Conor's brain is now in a jar hooked up to a speaker and a videocam, and women volunteering to trade bodies parade before him. One of them, Cornelius, who’s been hinting all along that he’s queer, cavorts in drag, and looks so good that Conor mistakes him for a woman, chooses “her”—and wakes up still a man! Cornelius is happy to have become a handsome man with bigger equipment, and sings Song of Sodomy:  
But Conor is miserable in Cornelius's body. On a subway platform he sees Corey about to jump—her love for him has broken her heart—and stops her just in time, though she doesn’t recognize him right away. Together they sing Human Joy Takes Many Forms:
 
Rather than throw her life away, why doesn’t she trade bodies with him?—if he can get his own back. The surgeon is indignant, but she's willing, and sings Do You Have to Be a Woman?:
And Cornelius wants his body back.  You’re just too tight, honey! I’m getting a hemorrhoid! What have you been doing with my body?” Well, Cornelius has made certain improvements, and sings Unfellatable to the approximate tune of Unforgettable:
When the operation is over Cornelius is so happy to be himself again that he sings Me:
Corey and Conor, now in each other’s bodies, explore the differences in sexual feeling, and sing Suggest, in Fact, Request:
They decide to get married—but first they want their own bodies back. The surgeon agrees reluctantly, but a plug gets kicked out in the operating room, and Conor—dies. But they bring him back. The surgeon wants to know what it’s like on the other side, and Conor, still half-dead, sings Enticing Dreams:
But that's not enough for the surgeon
—he wants to know, and Conor, a weak and vacant zombie, sings: 

Oh, I got to the light,
Arrived at the height,
And a loverly sight
It was too.
But I had to come back,
Yes I had to come back,
I just had to come back
(to Corey)
To you.
(getting stronger)
I crossed the wide chasm,
Became ectoplasm
And found the orgasm
Was long overdue—
But I had to come back,
I had to come back,
I had to come back
To you.
(Pinches her behind.
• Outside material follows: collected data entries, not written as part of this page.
//! Integration tests for the resume matcher

use resume_matcher::config::{Config, SimilarityBackend, SimilarityConfig};
use resume_matcher::input::manager::InputManager;
use resume_matcher::output::formatter::ReportGenerator;
use resume_matcher::output::{ReportMetadata, ScoreReport};
use resume_matcher::processing::analyzer::DEGRADED_SCORE;
use resume_matcher::{AnalysisInput, AnalysisResult, ResumeMatcherError, ScoringEngine, SkillCatalog};
use std::collections::HashSet;
use std::path::{Path, PathBuf};
use std::sync::Arc;

const SCENARIO_RESUME: &str = "I have Python and SQL experience with 3 years in data science";
const SCENARIO_JOB: &str = "We need Python, SQL, and machine learning skills";

fn engine() -> ScoringEngine {
    ScoringEngine::with_defaults().unwrap()
}

fn fixture(name: &str) -> PathBuf {
    Path::new(env!("CARGO_MANIFEST_DIR"))
        .join("tests")
        .join("fixtures")
        .join(name)
}

async fn read_fixture(name: &str) -> String {
    InputManager::new().extract_text(&fixture(name)).await.unwrap()
}

fn assert_well_formed(result: &AnalysisResult) {
    assert!(result.overall_score <= 100);
    assert!(result.experience_years >= 1);
    let matched: HashSet<&String> = result.matched_skills.iter().collect();
    assert!(result.missing_skills.iter().all(|s| !matched.contains(s)));
}

#[tokio::test]
async fn test_text_extraction_from_txt() {
    let text = read_fixture("sample_resume.txt").await;

    assert!(text.contains("John Doe"));
    assert!(text.contains("Software Engineer"));
    assert!(text.contains("React"));
    assert!(text.contains("Node.js"));
}

#[tokio::test]
async fn test_text_extraction_from_markdown() {
    let text = read_fixture("sample_resume.md").await;

    assert!(text.contains("John Doe"));
    assert!(text.contains("Software Engineer"));
    assert!(text.contains("React"));
    assert!(text.contains("Node.js"));
    assert!(!text.contains("**"));
    assert!(!text.contains("##"));
}

#[tokio::test]
async fn test_caching_functionality() {
    let mut manager = InputManager::new();
    let path = fixture("sample_resume.txt");

    let text1 = manager.extract_text(&path).await.unwrap();
    assert_eq!(manager.cache_size(), 1);

    let text2 = manager.extract_text(&path).await.unwrap();
    assert_eq!(text1, text2);
    assert_eq!(manager.cache_size(), 1);
}

#[tokio::test]
async fn test_unsupported_file_type() {
    let mut manager = InputManager::new();
    let result = manager.extract_text(&fixture("unsupported.xyz")).await;

    assert!(matches!(result, Err(ResumeMatcherError::UnsupportedFormat(_))));
}

#[tokio::test]
async fn test_nonexistent_file() {
    let mut manager = InputManager::new();
    let result = manager.extract_text(&fixture("nonexistent.txt")).await;

    assert!(matches!(result, Err(ResumeMatcherError::InvalidInput(_))));
}

#[test]
fn test_scenario_short_resume() {
    let input = AnalysisInput::new(SCENARIO_RESUME, SCENARIO_JOB).unwrap();
    let detailed = engine().analyze_detailed(&input).unwrap();
    let result = &detailed.result;

    assert!(result.matched_skills.contains(&"Python".to_string()));
    assert!(result.matched_skills.contains(&"Sql".to_string()));
    assert!(result.missing_skills.contains(&"Machine Learning".to_string()));
    assert_eq!(result.experience_years, 3);
    assert!(result.low_confidence);

    // Low-confidence resumes score on a neutral skill value of 60 with no
    // uniqueness contribution.
    let expected = (0.6 * 60.0 + 0.25 * f64::from(detailed.breakdown.similarity)).round() as u8;
    assert_eq!(result.overall_score, expected);
    assert!(result
        .recommendations
        .iter()
        .any(|r| r.title == "Improve Extraction Quality"));
}

#[test]
fn test_scenario_padded_resume() {
    let padded = format!(
        "{}. Built reporting pipelines, cleaned messy inputs and presented results \
         to product teams every quarter. Worked closely with finance and \
         operations on forecasting, planning and experimentation.",
        SCENARIO_RESUME
    );
    assert!(padded.chars().count() > 200);

    let input = AnalysisInput::new(padded, SCENARIO_JOB).unwrap();
    let detailed = engine().analyze_detailed(&input).unwrap();

    assert!(!detailed.result.low_confidence);
    assert!((45..=95).contains(&detailed.breakdown.skill_score));
    assert!(!detailed.breakdown.containerization_capped);
    assert_well_formed(&detailed.result);
}

#[tokio::test]
async fn test_fixture_resume_against_data_science_job() {
    let resume = read_fixture("sample_resume.txt").await;
    let job = read_fixture("job_data_scientist.md").await;

    let input = AnalysisInput::new(resume, job).unwrap();
    let detailed = engine().analyze_detailed(&input).unwrap();
    let result = &detailed.result;

    assert_eq!(detailed.breakdown.detected_role, "data_scientist");
    for skill in ["Python", "Sql", "Git"] {
        assert!(result.matched_skills.contains(&skill.to_string()), "{skill} should match");
    }
    for skill in ["Machine Learning", "Pandas", "Numpy", "Tensorflow"] {
        assert!(result.missing_skills.contains(&skill.to_string()), "{skill} should be missing");
    }
    assert_eq!(result.experience_years, 5);
    assert!(!result.low_confidence);
    assert_well_formed(result);
}

#[tokio::test]
async fn test_containerization_cap() {
    let resume = read_fixture("sample_resume.txt").await;
    let job = read_fixture("job_devops.txt").await;
    assert!(!resume.to_lowercase().contains("docker"));

    let input = AnalysisInput::new(resume, job).unwrap();
    let detailed = engine().analyze_detailed(&input).unwrap();

    assert_eq!(detailed.breakdown.detected_role, "devops");
    assert!(!detailed.result.low_confidence);
    assert!(detailed.result.overall_score <= 75);
    assert!(detailed.result.missing_skills.contains(&"Docker".to_string()));
}

#[test]
fn test_job_without_catalog_skills() {
    let resume = "Barista with six years behind the counter, trained new staff and \
                  ran the morning shift at a busy downtown cafe. Handled stock \
                  ordering, opening and closing, and customer complaints with calm.";
    let job = "We are looking for a friendly barista who loves coffee";

    let input = AnalysisInput::new(resume, job).unwrap();
    let detailed = engine().analyze_detailed(&input).unwrap();

    assert_eq!(detailed.breakdown.detected_role, "general");
    assert_eq!(detailed.breakdown.base_score, 60);
    assert_eq!(detailed.breakdown.total_weight, 0.0);
    assert!(detailed.result.matched_skills.is_empty());
    assert!(detailed.result.missing_skills.is_empty());
}

#[test]
fn test_scores_are_bounded_and_idempotent() {
    let engine = engine();
    let long_resume = "Python developer with 12 years of experience. PhD in physics. \
                       Increased throughput by 300%. Docker, Kubernetes, AWS, Jenkins. "
        .repeat(20);
    let pairs = [
        (SCENARIO_RESUME.to_string(), SCENARIO_JOB),
        (long_resume.clone(), "DevOps role: Docker, Kubernetes, AWS, CI/CD"),
        (long_resume, "Frontend: React, Angular, CSS and HTML"),
        ("x".to_string(), "y"),
    ];

    for (resume, job) in &pairs {
        let first = engine.analyze_texts(resume, job);
        let second = engine.analyze_texts(resume, job);
        assert_eq!(first, second);
        assert_well_formed(&first);
    }
}

#[test]
fn test_engine_shared_across_threads() {
    let engine = Arc::new(engine());
    let expected = engine.analyze_texts(SCENARIO_RESUME, SCENARIO_JOB);

    let handles: Vec<_> = (0..4)
        .map(|_| {
            let engine = Arc::clone(&engine);
            std::thread::spawn(move || engine.analyze_texts(SCENARIO_RESUME, SCENARIO_JOB))
        })
        .collect();

    for handle in handles {
        assert_eq!(handle.join().unwrap(), expected);
    }
}

#[tokio::test]
async fn test_unreadable_pdf_scores_with_low_confidence() {
    let dir = tempfile::tempdir().unwrap();
    let path = dir.path().join("jane_doe.pdf");
    std::fs::write(&path, b"%PDF-1.4 truncated").unwrap();

    let resume = InputManager::new().extract_text(&path).await.unwrap();
    assert!(resume.starts_with("Resume: jane doe"));

    // Pad past the length threshold so only the marker flags it.
    let padded = format!("{}\n{}", resume, "Python and SQL developer. ".repeat(20));
    let result = engine().analyze_texts(&padded, SCENARIO_JOB);

    assert!(result.low_confidence);
    assert!(result
        .recommendations
        .iter()
        .any(|r| r.title == "Improve Extraction Quality"));
}

fn write_docx(path: &Path, text: &str) {
    use std::io::Write;

    let body: String = text
        .lines()
        .map(|line| {
            let line = line.replace('&', "&amp;").replace('<', "&lt;");
            format!("<w:p><w:r><w:t>{}</w:t></w:r></w:p>", line)
        })
        .collect();
    let xml = format!(
        "<w:document xmlns:w=\"http://schemas.openxmlformats.org/wordprocessingml/2006/main\">\
         <w:body>{}</w:body></w:document>",
        body
    );

    let mut zip = zip::ZipWriter::new(std::fs::File::create(path).unwrap());
    zip.start_file("word/document.xml", zip::write::FileOptions::default())
        .unwrap();
    zip.write_all(xml.as_bytes()).unwrap();
    zip.finish().unwrap();
}

#[tokio::test]
async fn test_docx_resume_scores_like_text() {
    let dir = tempfile::tempdir().unwrap();
    let path = dir.path().join("john_doe.docx");
    write_docx(&path, &read_fixture("sample_resume.txt").await);

    let resume = InputManager::new().extract_text(&path).await.unwrap();
    assert!(resume.starts_with("John Doe\nSoftware Engineer"));

    let job = read_fixture("job_data_scientist.md").await;
    let result = engine().analyze_texts(&resume, &job);

    for skill in ["Python", "Sql", "Git"] {
        assert!(result.matched_skills.contains(&skill.to_string()), "{skill} should match");
    }
    assert_eq!(result.experience_years, 5);
    assert!(!result.low_confidence);
    assert_well_formed(&result);
}

#[tokio::test]
async fn test_broken_docx_scores_with_low_confidence() {
    let dir = tempfile::tempdir().unwrap();
    let path = dir.path().join("jane_doe.docx");
    std::fs::write(&path, b"PK\x03\x04 truncated").unwrap();

    let resume = InputManager::new().extract_text(&path).await.unwrap();
    assert!(resume.contains("DOCX text extraction yielded low content"));

    let padded = format!("{}\n{}", resume, "Python and SQL developer. ".repeat(20));
    let result = engine().analyze_texts(&padded, SCENARIO_JOB);
    assert!(result.low_confidence);
}

#[test]
fn test_empty_input_degrades() {
    let result = engine().analyze_texts("   ", SCENARIO_JOB);

    assert_eq!(result.overall_score, DEGRADED_SCORE);
    assert_eq!(result.experience_years, 1);
    assert!(result.low_confidence);
    assert_eq!(result.recommendations.len(), 1);
    assert_eq!(result.recommendations[0].title, "Error Recovery");
}

#[test]
fn test_jaccard_backend() {
    let config = Config {
        similarity: SimilarityConfig {
            backend: SimilarityBackend::Jaccard,
            ..SimilarityConfig::default()
        },
        ..Config::default()
    };
    let engine = ScoringEngine::new(&SkillCatalog::default(), &config).unwrap();
    assert_eq!(engine.similarity_backend(), "jaccard");

    let text = "Python engineer shipping SQL reporting services";
    let input = AnalysisInput::new(text, text).unwrap();
    let detailed = engine.analyze_detailed(&input).unwrap();

    assert_eq!(detailed.breakdown.similarity_backend, "jaccard");
    assert_eq!(detailed.breakdown.similarity, 100);
}

#[tokio::test]
async fn test_custom_catalog_from_config() {
    let config = Config {
        catalog: resume_matcher::config::CatalogConfig {
            path: Some(fixture("catalog.toml")),
        },
        ..Config::default()
    };
    let catalog = SkillCatalog::from_config(&config).unwrap();
    assert_eq!(catalog.skill_count(), 3);

    let engine = ScoringEngine::new(&catalog, &config).unwrap();
    let resume = read_fixture("sample_resume.txt").await;
    let job = "Systems engineer writing Rust services on Tokio, backed by Postgres";
    let detailed = engine
        .analyze_detailed(&AnalysisInput::new(resume, job).unwrap())
        .unwrap();

    assert_eq!(detailed.breakdown.detected_role, "systems");
    assert_eq!(detailed.result.matched_skills, vec!["Postgres".to_string()]);
    assert_eq!(
        detailed.result.missing_skills,
        vec!["Rust".to_string(), "Tokio".to_string()]
    );
    // 1 of 6 weight: 40 + 60 / 6
    assert_eq!(detailed.breakdown.base_score, 50);
}

#[test]
fn test_invalid_catalog_rejected() {
    let dir = tempfile::tempdir().unwrap();
    let path = dir.path().join("catalog.toml");
    std::fs::write(
        &path,
        "[[skills]]\nname = \"go\"\nsynonyms = [\"go\"]\n\n[[skills]]\nname = \"Go\"\nsynonyms = [\"golang\"]\n",
    )
    .unwrap();

    assert!(matches!(
        SkillCatalog::from_file(&path),
        Err(ResumeMatcherError::Catalog(_))
    ));
}

#[tokio::test]
async fn test_report_rendering_end_to_end() {
    let resume_path = fixture("sample_resume.md");
    let job_path = fixture("job_data_scientist.md");
    let mut manager = InputManager::new();
    let resume = manager.extract_text(&resume_path).await.unwrap();
    let job = manager.extract_text(&job_path).await.unwrap();

    let engine = engine();
    let metadata = ReportMetadata::new(
        resume_path.display().to_string(),
        job_path.display().to_string(),
        engine.similarity_backend(),
        &resume,
    );
    let input = AnalysisInput::new(resume, job).unwrap();
    let (result, breakdown) = engine.analyze_with_breakdown(&input);
    assert!(breakdown.is_some());
    let report = ScoreReport::with_breakdown(result, breakdown, metadata);

    let generator = ReportGenerator::new(false, false);
    let json = generator
        .generate_report(&report, resume_matcher::config::OutputFormat::Json)
        .unwrap();
    let parsed: AnalysisResult = serde_json::from_str(&json).unwrap();
    assert_eq!(parsed, report.result);

    let markdown = generator
        .generate_report(&report, resume_matcher::config::OutputFormat::Markdown)
        .unwrap();
    assert!(markdown.contains("**Resume:** `sample_resume.md`"));
    assert!(!markdown.contains("## Score Breakdown"));
}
She squeals.)

Corey:
He spurned the effulgence,
Preferred the indulgence
Of sticking his bulgence
In one tried and true—

All:
(to Corey)
So he had to come back,
He had to come back,
He had to come back
To you.

Surgeon:
He found, after jumping,
He still missed the humping,
And felt there was sumping
He had left to do—

All:
So he had to come back,
He had to come back,
He had to come back
To you.

Cal:
There was ice cream forever,
Remarks ultra-clever
And sex with whoever
You wanted to do—

All:
But he had to come back,
He had to come back,
He had to come back
To you.

Conor:
(now totally alive, to Caren)
Oh, I love to love you
(to Cassie)
And I love to love you
(to the various audience members)
And I love to love you,
And you and you,
(to Corey)
But I had to come back,
I had to come back,
I had to come back
To you!

All:
Yes, he had to come back,
He had to come back,
He had to come back
To you.

Corey and Conor kiss. Cornelius and Cal kiss. Cassie and Caren kiss. Caren and the surgeon kiss.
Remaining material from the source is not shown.